Batting against Ashwin and Ravindra Jadeja on a fourth-day pitch was always going to be difficult for New Zealand. A couple of avoidable dismissals made their job even harder. Martin Guptill gave India their first breakthrough with an ill-advised slog-sweep out of the rough. He inside-edged into his front pad, and popped up a catch to silly point.
With New Zealand already three down, Taylor was run out going to the non-striker’s end, by a direct hit from Umesh Yadav at deep midwicket. Having already given the throw half a chance by watching the fielder rather than putting his head down and haring as fast as possible, he made the worst possible error as he crossed the crease, getting his bat past the line but failing to ground it.
The other two wickets, though, were all about Ashwin’s skill, particularly through the air. First, his flight drew Tom Latham forward but not particularly close to the pitch of the ball. Then, instead of turning away, natural variation kept the ball going with the angle from around the wicket, beating the left-hander’s inside edge and hitting his front pad right in front.
Like all good players of spin, Williamson has feet that can quickly adjust to being beaten in the air. But even the quickest feet can’t do much when a ball turns sharply and quickly. He had reached 25 when Ashwin’s trajectory pulled his front leg forward and across, outside off stump. Realising he wouldn’t get close to the pitch, he dragged his foot back, in a bid to give his bat room to work the ball into the leg side, but the ball just turned too far and too quickly, missing the bat entirely and pinging the withdrawn front pad bang in front.
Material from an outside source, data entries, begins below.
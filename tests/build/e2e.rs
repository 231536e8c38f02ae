//! End-to-end tests for the build workflow.

use std::fs;

use docsieve::build::run_build;
use docsieve::format::{load, RecordFormat, JS_PREFIX};
use docsieve::index::builtin_env_versions;
use docsieve::search::query;
use docsieve::types::{DocId, ObjectKind};
use docsieve::BuildError;
use tempfile::TempDir;

use crate::common::{assert_record_well_formed, build_valid_fixture, doc_id, fixture};

#[test]
fn test_run_build_e2e_js() {
    let (_out, path) = build_valid_fixture(RecordFormat::Js);

    assert!(path.ends_with("searchindex.js"));
    let text = fs::read_to_string(&path).unwrap();
    assert!(text.starts_with(JS_PREFIX), "should be wrapped: {}", &text[..40]);

    let record = load(&path).unwrap();
    assert_eq!(record.doc_count(), 6);
    assert_record_well_formed(&record);
}

#[test]
fn test_run_build_e2e_json() {
    let (_out, path) = build_valid_fixture(RecordFormat::Json);

    assert!(path.ends_with("searchindex.json"));
    let text = fs::read_to_string(&path).unwrap();
    assert!(text.starts_with("{\"format\":1,"));
    assert_eq!(load(&path).unwrap().doc_count(), 6);
}

#[test]
fn test_build_summary_matches_record() {
    let out = TempDir::new().unwrap();
    let summary = run_build(&fixture("valid"), out.path(), RecordFormat::Json).unwrap();
    let path = summary.output.clone();
    let record = load(&path).unwrap();

    assert_eq!(summary.doc_count, record.doc_count());
    assert_eq!(summary.term_count, record.term_count());
    assert_eq!(summary.object_count, 3);
    assert_eq!(summary.bytes as u64, fs::metadata(&path).unwrap().len());
}

#[test]
fn test_fixture_tables() {
    let (_out, path) = build_valid_fixture(RecordFormat::Js);
    let record = load(&path).unwrap();

    assert_eq!(record.docnames[0], "index");
    assert_eq!(record.filenames[1], "toolboxes.rst");
    assert_eq!(record.titles[2], "Estimate a Variogram");

    let toolboxes = doc_id(&record, "toolboxes");
    let stub = doc_id(&record, "gen_modules/hydrobox.geostat.variogram");

    let module = &record.objects["hydrobox.geostat"];
    assert_eq!(module.kind(), ObjectKind::Module);
    assert_eq!(module.doc(), DocId(toolboxes));
    assert_eq!(module.anchor("hydrobox.geostat"), "module-hydrobox.geostat");

    let func = &record.objects["hydrobox.geostat.variogram"];
    assert_eq!(func.kind(), ObjectKind::Function);
    assert_eq!(func.doc(), DocId(stub));
}

#[test]
fn test_fixture_env_versions() {
    let (_out, path) = build_valid_fixture(RecordFormat::Json);
    let record = load(&path).unwrap();

    assert_eq!(record.envversion["sphinx.domains.python"], 3);
    assert_eq!(record.envversion["sphinx.domains.std"], 2);
    assert!(record.check_env(&builtin_env_versions()).is_ok());
}

#[test]
fn test_fixture_queries() {
    let (_out, path) = build_valid_fixture(RecordFormat::Js);
    let record = load(&path).unwrap();

    let results = query(&record, "variogram").unwrap();
    let files: Vec<&str> = results.iter().map(|h| h.filename).collect();
    assert!(files.contains(&"auto_examples/geostat/plot_variogram.rst"));
    assert!(files.contains(&"gen_modules/hydrobox.geostat.variogram.rst"));
    assert!(!files.contains(&"index.rst"));

    assert!(query(&record, "zzz").unwrap().is_empty());
}

#[test]
fn test_fixture_object_query() {
    let (_out, path) = build_valid_fixture(RecordFormat::Js);
    let record = load(&path).unwrap();

    let results = query(&record, "ordinary_kriging").unwrap();
    let best = results.iter().next().unwrap();
    assert_eq!(best.filename, "gen_modules/hydrobox.geostat.ordinary_kriging.rst");

    let object = results.first_object().unwrap();
    assert_eq!(object.name, "hydrobox.geostat.ordinary_kriging");
    assert_eq!(object.kind, ObjectKind::Function);
    assert_eq!(object.anchor, "hydrobox.geostat.ordinary_kriging");
}

#[test]
fn test_run_build_e2e_missing_manifest() {
    let input = TempDir::new().unwrap();
    let out = TempDir::new().unwrap();

    let err = run_build(input.path(), out.path(), RecordFormat::Js).unwrap_err();
    assert!(matches!(err, BuildError::Manifest(_)), "got {:?}", err);
}

#[test]
fn test_run_build_e2e_invalid_manifest() {
    let out = TempDir::new().unwrap();
    let err = run_build(&fixture("invalid-manifest"), out.path(), RecordFormat::Js).unwrap_err();
    assert!(err.to_string().contains("Invalid manifest JSON"), "got: {}", err);
}

#[test]
fn test_run_build_e2e_dangling_object_writes_nothing() {
    let out = TempDir::new().unwrap();
    let output_path = out.path().join("output");

    let err = run_build(&fixture("dangling"), &output_path, RecordFormat::Js).unwrap_err();
    match err {
        BuildError::DanglingObject { object, owner, target } => {
            assert_eq!(object, "hydrobox.geostat.universal_kriging");
            assert_eq!(owner, "toolboxes");
            assert_eq!(target, "gen_modules/hydrobox.geostat.universal_kriging");
        }
        other => panic!("expected DanglingObject, got {:?}", other),
    }
    assert!(!output_path.join("searchindex.js").exists());
    assert!(!output_path.join("searchindex.json").exists());
}

#[test]
fn test_failed_build_keeps_previous_record() {
    let out = TempDir::new().unwrap();
    run_build(&fixture("valid"), out.path(), RecordFormat::Js).unwrap();
    let before = fs::read(out.path().join("searchindex.js")).unwrap();

    assert!(run_build(&fixture("dangling"), out.path(), RecordFormat::Js).is_err());

    let after = fs::read(out.path().join("searchindex.js")).unwrap();
    assert_eq!(before, after);
}

#[test]
fn test_missing_document_file() {
    let input = TempDir::new().unwrap();
    let out = TempDir::new().unwrap();
    fs::write(
        input.path().join("manifest.json"),
        r#"{"version": 1, "documents": ["gone.json"]}"#,
    )
    .unwrap();

    let err = run_build(input.path(), out.path(), RecordFormat::Json).unwrap_err();
    assert!(matches!(err, BuildError::Read { .. }), "got {:?}", err);
}

#[test]
fn test_emptied_manifest_clears_previous_record() {
    let out = TempDir::new().unwrap();
    run_build(&fixture("valid"), out.path(), RecordFormat::Js).unwrap();
    assert!(!query(&load(out.path().join("searchindex.js")).unwrap(), "variogram")
        .unwrap()
        .is_empty());

    let input = TempDir::new().unwrap();
    fs::write(
        input.path().join("manifest.json"),
        r#"{"version": 1, "documents": []}"#,
    )
    .unwrap();
    let summary = run_build(input.path(), out.path(), RecordFormat::Js).unwrap();
    assert_eq!(summary.doc_count, 0);

    let record = load(&summary.output).unwrap();
    assert_record_well_formed(&record);
    assert_eq!(record.doc_count(), 0);
    assert!(query(&record, "variogram").unwrap().is_empty());
}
On another day, Ashwin might have had a five-for by stumps. Richard Kettleborough turned down close lbw shouts against Taylor, once from over the wicket, once from around, with the sheer amount of turn generated by the bowler working against him. There were also a couple of missed half-chances, as Umesh Yadav, backtracking from square leg, and M Vijay, running from second slip towards point with the ball dropping from behind him, failed to catch Williamson and Luke Ronchi.
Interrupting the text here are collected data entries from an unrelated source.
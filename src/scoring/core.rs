// Copyright 2025-present Harīṣh Tummalachērla
// SPDX-License-Identifier: Apache-2.0

//! The math behind search ranking.
//!
//! Every hit starts from a base score picked by *where* it matched and *how*:
//!
//! | Match              | Base | Constant          |
//! |--------------------|------|-------------------|
//! | title, exact stem  | 15   | `TITLE_EXACT`     |
//! | object, exact name | 11   | `OBJECT_EXACT`    |
//! | title, prefix      | 7    | `TITLE_PARTIAL`   |
//! | object, substring  | 6    | `OBJECT_PARTIAL`  |
//! | body, exact stem   | 5    | `TERM_EXACT`      |
//! | body, prefix       | 2    | `TERM_PARTIAL`    |
//!
//! Term hits are then scaled by tf-idf:
//!
//! ```text
//! score = base × (1 + ln tf) × ln(1 + N / df)
//! ```
//!
//! Object hits get a flat priority bonus instead (modules outrank functions).
//! The values match the scorer the documentation widget has always shipped,
//! so switching index builders doesn't reshuffle anyone's results.

use crate::types::ObjectKind;

/// Exact stem match in a title.
pub const TITLE_EXACT: f64 = 15.0;

/// Prefix match in a title.
pub const TITLE_PARTIAL: f64 = 7.0;

/// Exact stem match in body text.
pub const TERM_EXACT: f64 = 5.0;

/// Prefix match in body text.
pub const TERM_PARTIAL: f64 = 2.0;

/// Query word equals an object's full name or its last dotted segment.
pub const OBJECT_EXACT: f64 = 11.0;

/// Query word occurs somewhere in an object's full name.
pub const OBJECT_PARTIAL: f64 = 6.0;

/// Bonus for objects with important priority (modules).
pub const PRIORITY_IMPORTANT: f64 = 15.0;

/// Bonus for objects with default priority (functions).
pub const PRIORITY_DEFAULT: f64 = 5.0;

/// Which table a term hit came from.
#[derive(Debug, Clone, Copy, PartialEq, Eq)]
pub enum Field {
    Title,
    Body,
}

/// Exact stem hit or prefix/substring hit.
#[derive(Debug, Clone, Copy, PartialEq, Eq)]
pub enum MatchKind {
    Exact,
    Partial,
}

/// Base score for a term hit.
pub fn term_base(field: Field, kind: MatchKind) -> f64 {
    match (field, kind) {
        (Field::Title, MatchKind::Exact) => TITLE_EXACT,
        (Field::Title, MatchKind::Partial) => TITLE_PARTIAL,
        (Field::Body, MatchKind::Exact) => TERM_EXACT,
        (Field::Body, MatchKind::Partial) => TERM_PARTIAL,
    }
}

/// tf-idf weighted term score.
///
/// `tf` is the posting weight, `df` the number of documents holding the
/// term, `doc_count` the corpus size. Returns 0 for `df == 0`, which a valid
/// record never produces.
pub fn term_score(base: f64, tf: u32, df: usize, doc_count: usize) -> f64 {
    if df == 0 || tf == 0 {
        return 0.0;
    }
    let tf = 1.0 + (tf as f64).ln();
    let idf = (1.0 + doc_count as f64 / df as f64).ln();
    base * tf * idf
}

/// Search priority bonus of an object kind.
pub fn priority_bonus(kind: ObjectKind) -> f64 {
    match kind {
        ObjectKind::Module => PRIORITY_IMPORTANT,
        ObjectKind::Function => PRIORITY_DEFAULT,
    }
}

/// Score for an object name hit.
pub fn object_score(kind: MatchKind, object_kind: ObjectKind) -> f64 {
    let base = match kind {
        MatchKind::Exact => OBJECT_EXACT,
        MatchKind::Partial => OBJECT_PARTIAL,
    };
    base + priority_bonus(object_kind)
}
As it happened, New Zealand went to stumps without further loss, with Ronchi and Mitchell Santner trusting the contrasting methods that had served them well in the first innings. They kept India wicketless for the last 15.3 overs of the fourth day; their task on the fifth will be a whole lot harder.
Resuming their second innings on 252 for 1, India batted through the first two sessions, declaring as soon as Ravindra Jadeja completed his second Test half-century. Jadeja and Rohit Sharma – who went past 1000 Test runs while scoring an unbeaten 68 – added an unbroken 100 for the sixth wicket, at 5.40 runs per over, effectively putting the target beyond New Zealand’s reach.
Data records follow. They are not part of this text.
// Copyright 2025-present Harīṣh Tummalachērla
// SPDX-License-Identifier: Apache-2.0

//! Term table construction.
//!
//! # INVARIANTS (DO NOT VIOLATE)
//!
//! 1. **POSTING_LIST_SORTED**: each posting list is strictly ascending by doc id
//! 2. **NON_EMPTY**: every term has at least one posting
//! 3. **SPLIT**: a (term, doc) pair is in `titleterms` iff the term is in the
//!    doc's title, otherwise in `terms`. Never both.
//! 4. **WEIGHT**: weight = occurrences in title + body, always >= 1
//! 5. **WORD_STEMS**: only words whose term differs, each pointing at a stored term
//!
//! Map phase (per document, parallel under `parallel`) produces term counts.
//! Reduce phase walks documents in id order and appends, so posting lists
//! come out sorted without an extra pass and the result never depends on
//! thread scheduling.

use std::collections::{BTreeMap, BTreeSet};

#[cfg(feature = "parallel")]
use rayon::prelude::*;

use crate::analyzer::AnalyzerConfig;
use crate::types::{DocId, Posting, PostingTable, WordStems};

/// Per-document output of the map phase.
#[derive(Debug, Default, Clone, PartialEq, Eq)]
pub struct DocTerms {
    /// Term → occurrences across title and body.
    pub counts: BTreeMap<String, u32>,
    /// Terms that occur in the title.
    pub title: BTreeSet<String>,
    /// Words the analyzer rewrote, with their terms.
    pub stems: WordStems,
}

impl DocTerms {
    fn record(&mut self, word: String, term: String, in_title: bool) {
        *self.counts.entry(term.clone()).or_insert(0) += 1;
        if in_title {
            self.title.insert(term.clone());
        }
        if word != term {
            self.stems.insert(word, term);
        }
    }
}

/// Tokenize one document.
pub fn analyze_document(analyzer: &AnalyzerConfig, title: &str, text: &str) -> DocTerms {
    let mut doc = DocTerms::default();
    for (word, term) in analyzer.word_terms(title) {
        doc.record(word, term, true);
    }
    for (word, term) in analyzer.word_terms(text) {
        doc.record(word, term, false);
    }
    doc
}

/// Map phase over all `(title, text)` pairs, preserving input order.
pub fn analyze_documents(analyzer: &AnalyzerConfig, docs: &[(&str, &str)]) -> Vec<DocTerms> {
    #[cfg(feature = "parallel")]
    let iter = docs.par_iter();
    #[cfg(not(feature = "parallel"))]
    let iter = docs.iter();

    iter.map(|(title, text)| analyze_document(analyzer, title, text))
        .collect()
}

/// Reduce phase: merge per-document counts into the two posting tables.
///
/// `per_doc[i]` must belong to `DocId(i)`.
pub fn build_term_tables(per_doc: &[DocTerms]) -> (PostingTable, PostingTable) {
    let mut terms: PostingTable = BTreeMap::new();
    let mut titleterms: PostingTable = BTreeMap::new();

    for (doc_idx, doc) in per_doc.iter().enumerate() {
        let doc_id = DocId(doc_idx as u32);
        for (term, &count) in &doc.counts {
            let table = if doc.title.contains(term) {
                &mut titleterms
            } else {
                &mut terms
            };
            table
                .entry(term.clone())
                .or_default()
                .push(Posting(doc_id, count));
        }
    }

    (terms, titleterms)
}

/// Merge per-document word stems. One analyzer maps a word to one term, so
/// documents never disagree.
pub fn build_word_stems(per_doc: &[DocTerms]) -> WordStems {
    let mut stems = WordStems::new();
    for doc in per_doc {
        for (word, term) in &doc.stems {
            stems.entry(word.clone()).or_insert_with(|| term.clone());
        }
    }
    stems
}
Promoted ahead of R Ashwin and Wriddhiman Saha, Jadeja struck three sixes and two fours, and Rohit hit eight fours in his innings, and the pace of their scoring was aided by the ones and twos made available by New Zealand’s spread-out fields. It was an understandable tactic given the pair’s six-hitting ability, and given India’s position.
Before Rohit and Jadeja came together, New Zealand’s spinners had shown a marked improvement over their display on the third evening, when their frequent loose balls had allowed Vijay and Cheteshwar Pujara to extend India’s advantage at a nearly uncontrollable rate.
Mitchell Santner, probably the best of the three spinners, dismissed Vijay in the tenth over of the morning, getting one to straighten from an off-stump line to hit his front pad. Then Virat Kohli, who had already got away with a couple of streaky, over-aggressive shots in moving to 18, looked to sweep Mark Craig out of the rough and top-edged to deep midwicket.
Either side of lunch, New Zealand took two more wickets, both to sharp catches by Taylor at slip. First, Ish Sodhi went around the wicket and opened up Pujara. Then, Santner picked up a deserved second, getting one to turn further than expected to kiss the edge of Ajinkya Rahane’s defensive bat.